Data for this task:

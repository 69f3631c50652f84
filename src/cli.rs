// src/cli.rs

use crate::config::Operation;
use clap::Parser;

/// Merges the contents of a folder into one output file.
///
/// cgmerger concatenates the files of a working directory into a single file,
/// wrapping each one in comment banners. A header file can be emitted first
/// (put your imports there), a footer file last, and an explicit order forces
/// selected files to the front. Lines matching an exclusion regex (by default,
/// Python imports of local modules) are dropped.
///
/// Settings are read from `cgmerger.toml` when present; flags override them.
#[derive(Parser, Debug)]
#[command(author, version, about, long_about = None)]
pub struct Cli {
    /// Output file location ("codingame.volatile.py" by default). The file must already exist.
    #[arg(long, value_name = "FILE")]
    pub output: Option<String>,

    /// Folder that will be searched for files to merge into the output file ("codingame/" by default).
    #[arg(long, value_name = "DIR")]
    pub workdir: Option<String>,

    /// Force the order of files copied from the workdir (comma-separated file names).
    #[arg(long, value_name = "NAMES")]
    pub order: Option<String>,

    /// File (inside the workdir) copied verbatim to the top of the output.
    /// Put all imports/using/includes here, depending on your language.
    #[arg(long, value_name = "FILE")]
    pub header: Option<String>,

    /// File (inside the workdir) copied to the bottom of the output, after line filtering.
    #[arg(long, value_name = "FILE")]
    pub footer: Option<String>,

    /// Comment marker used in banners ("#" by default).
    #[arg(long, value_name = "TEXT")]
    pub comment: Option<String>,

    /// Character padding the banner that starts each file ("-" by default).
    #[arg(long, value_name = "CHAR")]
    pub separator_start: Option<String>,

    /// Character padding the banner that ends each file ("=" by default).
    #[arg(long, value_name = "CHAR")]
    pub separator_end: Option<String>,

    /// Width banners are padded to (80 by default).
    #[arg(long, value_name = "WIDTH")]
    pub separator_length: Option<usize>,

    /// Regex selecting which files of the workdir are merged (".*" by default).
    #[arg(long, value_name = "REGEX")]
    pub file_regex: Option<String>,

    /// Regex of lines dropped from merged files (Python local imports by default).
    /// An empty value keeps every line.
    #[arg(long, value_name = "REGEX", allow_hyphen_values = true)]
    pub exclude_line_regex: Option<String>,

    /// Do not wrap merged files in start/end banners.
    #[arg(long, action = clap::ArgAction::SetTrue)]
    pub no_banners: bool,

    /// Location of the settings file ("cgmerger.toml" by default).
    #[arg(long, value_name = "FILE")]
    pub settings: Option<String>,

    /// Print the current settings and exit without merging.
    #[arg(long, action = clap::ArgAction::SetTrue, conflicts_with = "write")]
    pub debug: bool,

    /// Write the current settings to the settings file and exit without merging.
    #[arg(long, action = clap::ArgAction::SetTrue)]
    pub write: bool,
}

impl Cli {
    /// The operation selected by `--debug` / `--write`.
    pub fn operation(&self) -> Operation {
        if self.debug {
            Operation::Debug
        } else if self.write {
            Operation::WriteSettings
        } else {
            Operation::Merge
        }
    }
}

...

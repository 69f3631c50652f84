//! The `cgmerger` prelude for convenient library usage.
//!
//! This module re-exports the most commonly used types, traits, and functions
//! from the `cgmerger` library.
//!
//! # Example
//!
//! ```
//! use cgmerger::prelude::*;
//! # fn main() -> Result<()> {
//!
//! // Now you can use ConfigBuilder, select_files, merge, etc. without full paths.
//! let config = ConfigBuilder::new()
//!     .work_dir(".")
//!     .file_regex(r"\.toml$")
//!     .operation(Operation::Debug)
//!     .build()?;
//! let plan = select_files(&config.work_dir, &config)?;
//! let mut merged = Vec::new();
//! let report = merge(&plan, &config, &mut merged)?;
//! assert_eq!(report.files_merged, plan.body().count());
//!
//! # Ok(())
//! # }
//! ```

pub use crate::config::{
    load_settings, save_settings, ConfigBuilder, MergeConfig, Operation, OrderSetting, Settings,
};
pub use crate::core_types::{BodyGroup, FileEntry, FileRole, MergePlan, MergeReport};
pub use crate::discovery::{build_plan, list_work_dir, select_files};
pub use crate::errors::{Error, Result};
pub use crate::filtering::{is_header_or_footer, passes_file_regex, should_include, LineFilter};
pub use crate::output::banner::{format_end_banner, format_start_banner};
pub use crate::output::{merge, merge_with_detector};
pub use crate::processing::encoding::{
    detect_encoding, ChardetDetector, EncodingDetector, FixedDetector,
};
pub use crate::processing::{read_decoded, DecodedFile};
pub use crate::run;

Task brief: Find the lines of the listing above that hold "from". Please copy them.

Output of the exercise:
/// Settings are read from `cgmerger.toml` when present; flags override them.
    /// Force the order of files copied from the workdir (comma-separated file names).
    /// Regex of lines dropped from merged files (Python local imports by default).
//! from the `cgmerger` library.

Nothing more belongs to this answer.